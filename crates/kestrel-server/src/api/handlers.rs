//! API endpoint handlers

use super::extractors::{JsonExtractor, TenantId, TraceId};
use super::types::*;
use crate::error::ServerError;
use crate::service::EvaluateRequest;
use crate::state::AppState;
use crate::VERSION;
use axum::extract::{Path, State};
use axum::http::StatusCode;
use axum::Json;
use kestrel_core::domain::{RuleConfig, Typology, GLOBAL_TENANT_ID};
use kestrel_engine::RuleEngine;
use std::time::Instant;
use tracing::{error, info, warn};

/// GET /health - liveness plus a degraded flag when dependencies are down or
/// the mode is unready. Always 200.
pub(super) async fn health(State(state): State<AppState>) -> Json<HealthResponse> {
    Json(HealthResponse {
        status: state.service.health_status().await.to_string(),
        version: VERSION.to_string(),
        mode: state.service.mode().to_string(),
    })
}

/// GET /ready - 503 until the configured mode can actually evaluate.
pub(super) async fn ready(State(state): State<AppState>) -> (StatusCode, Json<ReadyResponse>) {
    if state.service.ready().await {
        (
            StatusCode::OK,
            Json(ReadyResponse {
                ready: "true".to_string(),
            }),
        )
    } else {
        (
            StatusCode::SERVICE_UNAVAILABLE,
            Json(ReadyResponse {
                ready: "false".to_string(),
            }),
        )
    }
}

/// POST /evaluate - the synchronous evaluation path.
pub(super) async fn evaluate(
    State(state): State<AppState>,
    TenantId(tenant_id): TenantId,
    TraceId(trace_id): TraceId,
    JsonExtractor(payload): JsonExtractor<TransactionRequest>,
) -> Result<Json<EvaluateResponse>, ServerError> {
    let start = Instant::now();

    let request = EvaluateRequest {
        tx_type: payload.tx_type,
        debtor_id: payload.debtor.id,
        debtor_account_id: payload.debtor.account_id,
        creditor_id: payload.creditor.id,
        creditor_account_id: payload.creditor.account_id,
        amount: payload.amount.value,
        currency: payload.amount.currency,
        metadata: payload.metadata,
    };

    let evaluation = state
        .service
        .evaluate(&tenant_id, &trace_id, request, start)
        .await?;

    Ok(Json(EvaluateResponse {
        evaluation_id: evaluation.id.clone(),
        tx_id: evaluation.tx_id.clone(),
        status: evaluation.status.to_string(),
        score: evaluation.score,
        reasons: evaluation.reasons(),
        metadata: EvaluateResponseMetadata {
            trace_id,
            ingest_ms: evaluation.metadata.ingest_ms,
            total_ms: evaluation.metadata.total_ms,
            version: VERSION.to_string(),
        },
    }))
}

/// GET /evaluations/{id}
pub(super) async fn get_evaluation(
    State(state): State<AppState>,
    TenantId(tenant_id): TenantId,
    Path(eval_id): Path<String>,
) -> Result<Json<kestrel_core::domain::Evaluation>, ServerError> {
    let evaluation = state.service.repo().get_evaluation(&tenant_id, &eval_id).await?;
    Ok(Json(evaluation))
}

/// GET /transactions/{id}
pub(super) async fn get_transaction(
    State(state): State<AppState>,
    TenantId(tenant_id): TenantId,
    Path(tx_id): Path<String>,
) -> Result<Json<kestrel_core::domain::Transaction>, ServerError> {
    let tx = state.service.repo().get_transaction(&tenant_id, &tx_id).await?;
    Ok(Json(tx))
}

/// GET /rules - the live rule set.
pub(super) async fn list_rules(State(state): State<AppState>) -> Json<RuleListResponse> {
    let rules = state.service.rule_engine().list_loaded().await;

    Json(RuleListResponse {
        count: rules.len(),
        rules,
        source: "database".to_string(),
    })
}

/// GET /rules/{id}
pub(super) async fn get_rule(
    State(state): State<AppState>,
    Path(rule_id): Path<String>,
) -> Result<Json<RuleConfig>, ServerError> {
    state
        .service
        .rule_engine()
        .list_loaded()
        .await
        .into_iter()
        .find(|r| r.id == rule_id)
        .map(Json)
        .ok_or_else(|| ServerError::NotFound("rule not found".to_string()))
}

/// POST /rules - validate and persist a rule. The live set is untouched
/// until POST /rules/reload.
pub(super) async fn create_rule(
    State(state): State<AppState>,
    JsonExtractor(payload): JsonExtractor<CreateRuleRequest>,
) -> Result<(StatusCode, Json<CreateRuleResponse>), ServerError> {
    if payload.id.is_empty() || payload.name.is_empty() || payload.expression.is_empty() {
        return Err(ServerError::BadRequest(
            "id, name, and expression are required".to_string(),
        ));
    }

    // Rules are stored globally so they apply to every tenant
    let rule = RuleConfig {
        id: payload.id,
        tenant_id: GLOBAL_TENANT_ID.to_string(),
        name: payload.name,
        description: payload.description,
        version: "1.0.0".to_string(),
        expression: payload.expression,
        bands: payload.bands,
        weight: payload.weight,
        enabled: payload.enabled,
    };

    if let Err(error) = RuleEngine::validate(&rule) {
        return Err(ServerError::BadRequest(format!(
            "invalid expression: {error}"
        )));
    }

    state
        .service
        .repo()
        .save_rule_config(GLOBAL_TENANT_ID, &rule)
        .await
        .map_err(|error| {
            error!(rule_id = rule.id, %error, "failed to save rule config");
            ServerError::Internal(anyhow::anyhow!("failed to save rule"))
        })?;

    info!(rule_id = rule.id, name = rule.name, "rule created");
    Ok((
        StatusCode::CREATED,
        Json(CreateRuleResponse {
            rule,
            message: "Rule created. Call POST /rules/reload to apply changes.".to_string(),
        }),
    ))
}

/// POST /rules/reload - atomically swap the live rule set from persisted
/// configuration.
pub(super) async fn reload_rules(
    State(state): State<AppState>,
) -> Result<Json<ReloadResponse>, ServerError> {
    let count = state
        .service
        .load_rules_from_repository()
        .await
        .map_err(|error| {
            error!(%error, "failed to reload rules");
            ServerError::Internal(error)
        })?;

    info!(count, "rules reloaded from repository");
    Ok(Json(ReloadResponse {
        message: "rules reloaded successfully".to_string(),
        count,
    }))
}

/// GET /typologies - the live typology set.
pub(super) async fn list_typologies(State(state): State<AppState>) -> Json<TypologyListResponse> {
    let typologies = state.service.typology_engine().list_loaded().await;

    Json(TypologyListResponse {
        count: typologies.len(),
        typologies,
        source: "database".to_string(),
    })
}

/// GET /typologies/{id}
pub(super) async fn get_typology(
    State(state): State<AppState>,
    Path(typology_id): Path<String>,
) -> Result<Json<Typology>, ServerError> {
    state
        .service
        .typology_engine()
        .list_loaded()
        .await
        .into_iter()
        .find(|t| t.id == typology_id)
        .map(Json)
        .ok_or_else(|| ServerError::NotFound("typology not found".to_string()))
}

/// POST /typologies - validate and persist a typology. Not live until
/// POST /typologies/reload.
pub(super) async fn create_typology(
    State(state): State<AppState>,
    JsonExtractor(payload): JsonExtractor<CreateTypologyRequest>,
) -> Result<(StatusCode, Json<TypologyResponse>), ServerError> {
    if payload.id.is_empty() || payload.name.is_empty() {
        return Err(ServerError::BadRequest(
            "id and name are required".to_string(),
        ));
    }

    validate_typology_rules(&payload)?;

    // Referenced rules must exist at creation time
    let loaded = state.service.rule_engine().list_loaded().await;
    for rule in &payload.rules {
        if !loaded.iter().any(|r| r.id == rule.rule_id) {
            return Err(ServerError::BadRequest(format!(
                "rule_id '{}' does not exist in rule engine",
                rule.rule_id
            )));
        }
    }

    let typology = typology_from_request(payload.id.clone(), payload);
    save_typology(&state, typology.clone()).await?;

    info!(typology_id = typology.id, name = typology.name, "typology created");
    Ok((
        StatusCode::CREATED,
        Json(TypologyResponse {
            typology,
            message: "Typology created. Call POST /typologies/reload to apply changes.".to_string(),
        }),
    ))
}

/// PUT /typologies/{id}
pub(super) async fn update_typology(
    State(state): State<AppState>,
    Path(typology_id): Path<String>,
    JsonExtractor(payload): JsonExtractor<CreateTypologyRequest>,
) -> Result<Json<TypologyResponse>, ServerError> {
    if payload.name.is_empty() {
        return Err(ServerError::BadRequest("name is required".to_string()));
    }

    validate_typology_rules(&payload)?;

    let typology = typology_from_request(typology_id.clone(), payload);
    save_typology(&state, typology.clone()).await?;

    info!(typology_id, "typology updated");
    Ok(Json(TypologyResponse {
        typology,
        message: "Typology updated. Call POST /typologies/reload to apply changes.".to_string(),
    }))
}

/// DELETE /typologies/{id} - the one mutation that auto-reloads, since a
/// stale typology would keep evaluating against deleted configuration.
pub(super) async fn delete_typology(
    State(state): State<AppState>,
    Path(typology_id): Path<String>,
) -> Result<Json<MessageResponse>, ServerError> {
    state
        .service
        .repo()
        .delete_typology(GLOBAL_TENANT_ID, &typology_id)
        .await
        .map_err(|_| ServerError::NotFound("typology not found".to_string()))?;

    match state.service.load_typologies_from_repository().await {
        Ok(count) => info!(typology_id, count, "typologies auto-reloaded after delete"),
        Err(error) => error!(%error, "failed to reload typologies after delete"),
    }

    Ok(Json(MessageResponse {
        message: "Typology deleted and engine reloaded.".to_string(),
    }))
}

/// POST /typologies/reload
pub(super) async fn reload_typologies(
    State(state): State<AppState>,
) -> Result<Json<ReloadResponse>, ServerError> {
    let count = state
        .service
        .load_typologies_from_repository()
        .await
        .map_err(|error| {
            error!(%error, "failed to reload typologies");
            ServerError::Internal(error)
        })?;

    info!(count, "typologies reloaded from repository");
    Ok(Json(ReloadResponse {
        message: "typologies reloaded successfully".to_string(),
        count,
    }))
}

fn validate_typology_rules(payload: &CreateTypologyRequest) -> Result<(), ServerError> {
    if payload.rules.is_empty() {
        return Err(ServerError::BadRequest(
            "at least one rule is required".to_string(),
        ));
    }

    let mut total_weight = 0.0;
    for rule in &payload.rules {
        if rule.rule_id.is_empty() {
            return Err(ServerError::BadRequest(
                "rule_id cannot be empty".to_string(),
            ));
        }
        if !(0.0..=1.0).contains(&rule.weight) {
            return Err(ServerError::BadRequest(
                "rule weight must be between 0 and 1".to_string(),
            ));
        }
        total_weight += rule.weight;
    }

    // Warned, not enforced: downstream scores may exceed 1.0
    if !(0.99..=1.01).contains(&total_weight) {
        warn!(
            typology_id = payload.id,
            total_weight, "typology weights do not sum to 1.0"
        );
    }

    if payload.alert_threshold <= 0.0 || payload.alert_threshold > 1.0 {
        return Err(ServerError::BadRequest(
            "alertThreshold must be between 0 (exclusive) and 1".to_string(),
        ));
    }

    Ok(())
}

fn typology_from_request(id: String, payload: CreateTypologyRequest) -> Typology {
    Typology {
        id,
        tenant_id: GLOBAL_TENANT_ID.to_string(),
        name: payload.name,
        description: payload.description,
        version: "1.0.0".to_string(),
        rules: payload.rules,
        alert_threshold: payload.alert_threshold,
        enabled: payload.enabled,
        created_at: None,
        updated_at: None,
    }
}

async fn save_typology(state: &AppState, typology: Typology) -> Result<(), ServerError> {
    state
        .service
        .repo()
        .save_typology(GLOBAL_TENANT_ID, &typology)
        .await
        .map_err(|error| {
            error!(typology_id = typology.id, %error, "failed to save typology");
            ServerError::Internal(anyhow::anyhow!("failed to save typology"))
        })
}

------------------------------------------------

• TRY IT
Find the word "HealthResponse" in the entries above, then copy each line that holds it.

• ANSWER BOX
pub(super) async fn health(State(state): State<AppState>) -> Json<HealthResponse> {
    Json(HealthResponse {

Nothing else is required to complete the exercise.